Dördüncüsü: Sâbık üç tevafuku yazdıktan sonra, büyük Hâfız Ali'nin gayet güzel mektubuyla, Hulusi-i sâlis Abdullah Çavuş'un manidar mektubu ve Hulusi Bey'in ve Kâtib Osman'ın kıymetli mektublarını aldım. Hâfız Ali'nin mektubunda yazdığı şu fıkra,
Konya âlimlerinin Risale-i Nur'u yazmakta ve takdir etmekte olduklarını ve tefsir sahibi Hoca Vehbi'nin (R.H.) Risale-i İhlas karşısında mağlubiyetle beraber, Risale-i Nur'a karşı hayran ve takdirkâr olması münasebetiyle, Hâfız Ali demiş: "Risale-i Nur'un bir kerametidir; öküze et ve arslana ot atmaz. Öküze ot verir, arslana et verir. O arslan hocanın en evvel İhlas Risaleleri eline geçmiş."

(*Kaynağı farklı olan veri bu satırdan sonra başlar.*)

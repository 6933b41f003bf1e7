use std::collections::HashMap;
use std::fmt;

use serde::{Deserialize, Serialize};

/// Rows at the top of the punch sheet taken up by the device's export
/// banner and header noise.
pub const METADATA_ROWS: usize = 4;

/// Each staff member occupies a block of three physical rows in the raw
/// export; only the first row of a block carries punch text.
pub const STAFF_ROW_STRIDE: usize = 3;

/// The companion names sheet leads with three metadata rows.
pub const ROSTER_METADATA_ROWS: usize = 3;

/// The normalized grid always spans a 32-day window.
pub const DAY_COLUMN_COUNT: usize = 32;

pub const COL_STAFF: &str = "Staff";
pub const COL_DAY: &str = "Day";
pub const COL_RESUME: &str = "Resume Count";
pub const COL_EXIT: &str = "Exit Count";
pub const COL_DAYS_PRESENT: &str = "Days Present";
pub const COL_PERCENT: &str = "Attendance Percent";

/// Canonical label for the day column at 1-based position `ordinal`.
pub fn day_label(ordinal: usize) -> String {
    format!("DAY{ordinal}")
}

#[derive(Debug, Clone, Copy, PartialEq, Eq, Hash, Serialize, Deserialize)]
pub enum Weekday {
    Monday,
    Tuesday,
    Wednesday,
    Thursday,
    Friday,
}

impl Weekday {
    /// Work-week cycle assigned to day columns: DAY1 is a Monday and the
    /// five weekdays repeat from there, with no weekends or calendar gaps.
    pub const CYCLE: [Weekday; 5] = [
        Weekday::Monday,
        Weekday::Tuesday,
        Weekday::Wednesday,
        Weekday::Thursday,
        Weekday::Friday,
    ];

    pub fn as_str(&self) -> &'static str {
        match self {
            Weekday::Monday => "Monday",
            Weekday::Tuesday => "Tuesday",
            Weekday::Wednesday => "Wednesday",
            Weekday::Thursday => "Thursday",
            Weekday::Friday => "Friday",
        }
    }
}

impl fmt::Display for Weekday {
    fn fmt(&self, f: &mut fmt::Formatter<'_>) -> fmt::Result {
        f.write_str(self.as_str())
    }
}

/// Maps every normalized day label to its weekday. Columns whose label is
/// not in this map carry no attendance data and are skipped downstream.
pub fn weekday_map() -> HashMap<String, Weekday> {
    (1..=DAY_COLUMN_COUNT)
        .map(|ordinal| {
            let weekday = Weekday::CYCLE[(ordinal - 1) % Weekday::CYCLE.len()];
            (day_label(ordinal), weekday)
        })
        .collect()
}
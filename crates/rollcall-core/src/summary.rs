//! Punch classification and attendance aggregation.

use polars::df;
use polars::prelude::*;
use serde::{Deserialize, Serialize};
use tracing::warn;

use crate::error::{ReportError, Result};
use crate::punches::count_punches;
use crate::schema::{
    weekday_map, COL_DAY, COL_DAYS_PRESENT, COL_EXIT, COL_RESUME, COL_STAFF, DAY_COLUMN_COUNT,
};

/// Aggregated attendance tables for one punch-log upload.
#[derive(Debug, Clone)]
pub struct AttendanceReport {
    /// One row per (staff, weekday), sorted by staff then weekday.
    pub daily_summary: DataFrame,
    /// One row per staff with summed counts and the days-present proxy.
    pub staff_totals: DataFrame,
    /// Present when the roster and grid did not line up one-to-one.
    pub roster_mismatch: Option<RosterMismatch>,
}

/// Records a roster that disagreed with the grid's row count. Processing
/// continues on the first `used` staff; the rest are ignored.
#[derive(Debug, Clone, Copy, PartialEq, Eq, Serialize, Deserialize)]
pub struct RosterMismatch {
    pub roster_count: usize,
    pub row_count: usize,
    pub used: usize,
}

/// Classifies every punch in the grid and aggregates the results.
///
/// Each cell of each day column is tokenized and its punches tallied,
/// producing one observation per (staff, day column). Observations are
/// summed into a per-(staff, weekday) daily summary and again into
/// per-staff totals, where days present is the larger of the two summed
/// counts. Columns whose cleaned label is not `DAY1..DAY32` are skipped.
///
/// A roster/row-count mismatch is reported on the result and logged, not
/// raised; only structurally empty inputs are errors.
pub fn summarize_attendance(grid: &DataFrame, roster: &[String]) -> Result<AttendanceReport> {
    if grid.height() == 0 {
        return Err(ReportError::EmptyGrid);
    }
    if roster.is_empty() {
        return Err(ReportError::EmptyRoster);
    }

    let row_count = grid.height();
    let roster_count = roster.len();
    let used = roster_count.min(row_count);
    let roster_mismatch = if roster_count != row_count {
        warn!(
            roster_count,
            row_count, "staff roster does not match grid rows, keeping first {used}"
        );
        Some(RosterMismatch {
            roster_count,
            row_count,
            used,
        })
    } else {
        None
    };

    let weekdays = weekday_map();

    let mut staff_names: Vec<&str> = Vec::with_capacity(used * DAY_COLUMN_COUNT);
    let mut day_names: Vec<&str> = Vec::with_capacity(used * DAY_COLUMN_COUNT);
    let mut resume_counts: Vec<i64> = Vec::with_capacity(used * DAY_COLUMN_COUNT);
    let mut exit_counts: Vec<i64> = Vec::with_capacity(used * DAY_COLUMN_COUNT);

    for column in grid.get_columns() {
        let label = column.name().trim().to_uppercase();
        let weekday = match weekdays.get(&label) {
            Some(weekday) => *weekday,
            None => continue,
        };

        let text = column.as_materialized_series().cast(&DataType::String)?;
        let cells = text.str()?;

        for (staff_idx, staff_name) in roster.iter().take(used).enumerate() {
            let counts = cells.get(staff_idx).map(count_punches).unwrap_or_default();
            staff_names.push(staff_name.as_str());
            day_names.push(weekday.as_str());
            resume_counts.push(counts.resume);
            exit_counts.push(counts.exit);
        }
    }

    let observations = df![
        COL_STAFF => staff_names,
        COL_DAY => day_names,
        COL_RESUME => resume_counts,
        COL_EXIT => exit_counts,
    ]?;

    let daily_summary = observations
        .clone()
        .lazy()
        .group_by([col(COL_STAFF), col(COL_DAY)])
        .agg([col(COL_RESUME).sum(), col(COL_EXIT).sum()])
        .sort([COL_STAFF, COL_DAY], SortMultipleOptions::default())
        .collect()?;

    let staff_totals = observations
        .lazy()
        .group_by([col(COL_STAFF)])
        .agg([col(COL_RESUME).sum(), col(COL_EXIT).sum()])
        .with_column(
            when(col(COL_RESUME).gt_eq(col(COL_EXIT)))
                .then(col(COL_RESUME))
                .otherwise(col(COL_EXIT))
                .alias(COL_DAYS_PRESENT),
        )
        .sort([COL_STAFF], SortMultipleOptions::default())
        .collect()?;

    Ok(AttendanceReport {
        daily_summary,
        staff_totals,
        roster_mismatch,
    })
}
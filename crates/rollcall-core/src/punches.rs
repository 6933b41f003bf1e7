use std::fmt;
use std::ops::RangeInclusive;

use serde::{Deserialize, Serialize};

/// Width of one `HH:MM` punch token in the device export.
const TOKEN_WIDTH: usize = 5;

/// Punches in these hour windows count as arrivals and departures; any
/// other hour carries no attendance signal.
const RESUME_HOURS: RangeInclusive<u32> = 7..=9;
const EXIT_HOURS: RangeInclusive<u32> = 16..=19;

#[derive(Debug, Clone, Copy, PartialEq, Eq, Hash, Serialize, Deserialize)]
pub enum PunchKind {
    Resume,
    Exit,
}

impl PunchKind {
    pub fn as_str(&self) -> &'static str {
        match self {
            PunchKind::Resume => "resume",
            PunchKind::Exit => "exit",
        }
    }
}

impl fmt::Display for PunchKind {
    fn fmt(&self, f: &mut fmt::Formatter<'_>) -> fmt::Result {
        f.write_str(self.as_str())
    }
}

/// Tally of classified punches within a single grid cell.
#[derive(Debug, Clone, Copy, Default, PartialEq, Eq)]
pub struct PunchCounts {
    pub resume: i64,
    pub exit: i64,
}

/// Cuts a raw punch cell into `HH:MM` candidate tokens.
///
/// The device writes punches back to back with no separator, so the cell
/// is stripped of all whitespace and sliced into fixed five-character
/// strides. A trailing slice shorter than five characters is dropped, as
/// is any slice without a colon. This is a positional heuristic, not a
/// time parser; text that is not shaped as consecutive `HH:MM` runs will
/// produce junk tokens for [`classify_punch`] to reject.
pub fn split_time_tokens(cell: &str) -> Vec<String> {
    let stripped: Vec<char> = cell.chars().filter(|ch| !ch.is_whitespace()).collect();
    stripped
        .chunks(TOKEN_WIDTH)
        .filter(|chunk| chunk.len() == TOKEN_WIDTH && chunk.contains(&':'))
        .map(|chunk| chunk.iter().collect())
        .collect()
}

/// Classifies one token by the hour in its leading two characters.
///
/// A token whose hour does not parse, or parses outside both punch
/// windows, yields `None` and is counted as neither kind.
pub fn classify_punch(token: &str) -> Option<PunchKind> {
    let hour_text: String = token.chars().take(2).collect();
    let hour: u32 = hour_text.parse().ok()?;
    if RESUME_HOURS.contains(&hour) {
        Some(PunchKind::Resume)
    } else if EXIT_HOURS.contains(&hour) {
        Some(PunchKind::Exit)
    } else {
        None
    }
}

/// Counts resume and exit punches in one raw cell.
pub fn count_punches(cell: &str) -> PunchCounts {
    let mut counts = PunchCounts::default();
    for token in split_time_tokens(cell) {
        match classify_punch(&token) {
            Some(PunchKind::Resume) => counts.resume += 1,
            Some(PunchKind::Exit) => counts.exit += 1,
            None => {}
        }
    }
    counts
}
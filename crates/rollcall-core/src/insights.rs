//! Reshaped views of the daily summary for rendering.
//!
//! These back the caller's charts and drill-down tables; actual chart
//! drawing stays outside this crate.

use std::collections::{BTreeMap, BTreeSet, HashMap};

use polars::prelude::*;

use crate::error::{ReportError, Result};
use crate::punches::PunchKind;
use crate::schema::{COL_DAY, COL_EXIT, COL_PERCENT, COL_RESUME, COL_STAFF};

/// Pivots the daily summary into one row per staff with a count column
/// per observed weekday. Staff rows and weekday columns come out in
/// lexical order; a staff/weekday pair the summary never saw is filled
/// with 0, but a weekday no row mentions gets no column at all.
pub fn weekday_count_matrix(daily_summary: &DataFrame, kind: PunchKind) -> Result<DataFrame> {
    let count_column = match kind {
        PunchKind::Resume => COL_RESUME,
        PunchKind::Exit => COL_EXIT,
    };

    let staff = daily_summary
        .column(COL_STAFF)?
        .as_materialized_series()
        .str()?;
    let days = daily_summary
        .column(COL_DAY)?
        .as_materialized_series()
        .str()?;
    let counts = daily_summary
        .column(count_column)?
        .as_materialized_series()
        .i64()?;

    let mut by_staff: BTreeMap<String, HashMap<String, i64>> = BTreeMap::new();
    let mut observed_days: BTreeSet<String> = BTreeSet::new();
    for idx in 0..daily_summary.height() {
        if let (Some(name), Some(day)) = (staff.get(idx), days.get(idx)) {
            let count = counts.get(idx).unwrap_or(0);
            observed_days.insert(day.to_string());
            *by_staff
                .entry(name.to_string())
                .or_default()
                .entry(day.to_string())
                .or_insert(0) += count;
        }
    }

    let staff_names: Vec<String> = by_staff.keys().cloned().collect();
    let mut columns: Vec<Column> = Vec::with_capacity(observed_days.len() + 1);
    columns.push(Series::new(COL_STAFF.into(), staff_names).into());
    for day in &observed_days {
        let per_day: Vec<i64> = by_staff
            .values()
            .map(|day_counts| day_counts.get(day).copied().unwrap_or(0))
            .collect();
        columns.push(Series::new(day.as_str().into(), per_day).into());
    }

    Ok(DataFrame::new(columns)?)
}

/// Per-weekday share of staff that clocked in, as a percentage of
/// `staff_count`. Rows come out sorted by weekday name.
pub fn weekday_resume_percent(daily_summary: &DataFrame, staff_count: usize) -> Result<DataFrame> {
    if staff_count == 0 {
        return Err(ReportError::EmptyRoster);
    }

    let percent = daily_summary
        .clone()
        .lazy()
        .group_by([col(COL_DAY)])
        .agg([col(COL_RESUME).sum()])
        .with_column(
            (col(COL_RESUME).cast(DataType::Float64) / lit(staff_count as f64) * lit(100.0))
                .alias(COL_PERCENT),
        )
        .select([col(COL_DAY), col(COL_PERCENT)])
        .sort([COL_DAY], SortMultipleOptions::default())
        .collect()?;

    Ok(percent)
}
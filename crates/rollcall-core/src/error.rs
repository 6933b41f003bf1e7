use thiserror::Error;

#[derive(Debug, Error)]
pub enum ReportError {
    #[error("polars operation failed: {0}")]
    Polars(#[from] polars::error::PolarsError),

    #[error("punch grid has no staff rows")]
    EmptyGrid,

    #[error("staff roster is empty")]
    EmptyRoster,

    #[error("name column {index} out of range for a sheet {width} columns wide")]
    RosterColumn { index: usize, width: usize },
}

pub type Result<T> = std::result::Result<T, ReportError>;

İşte Hâfız Ali'nin bu mektubunu aldığımdan ya altı, ya yedi gün evvel, Karadağ'dan inerken birden diyordum: "Yahu! Ata et, arslana ot atma; arslana et, ata ot ver." Bu kelimeyi beş-altı defa hoşuma gitmiş tekrar ediyordum. Ya Hâfız Ali benden evvel yazmış, bana da söylettirdi veyahut ben evvel söylemişim, ona yazdırılmış. Yalnız bu garib tevafukta bir farkımız var. O, öküze ot demiş; ben, ata ot demişim.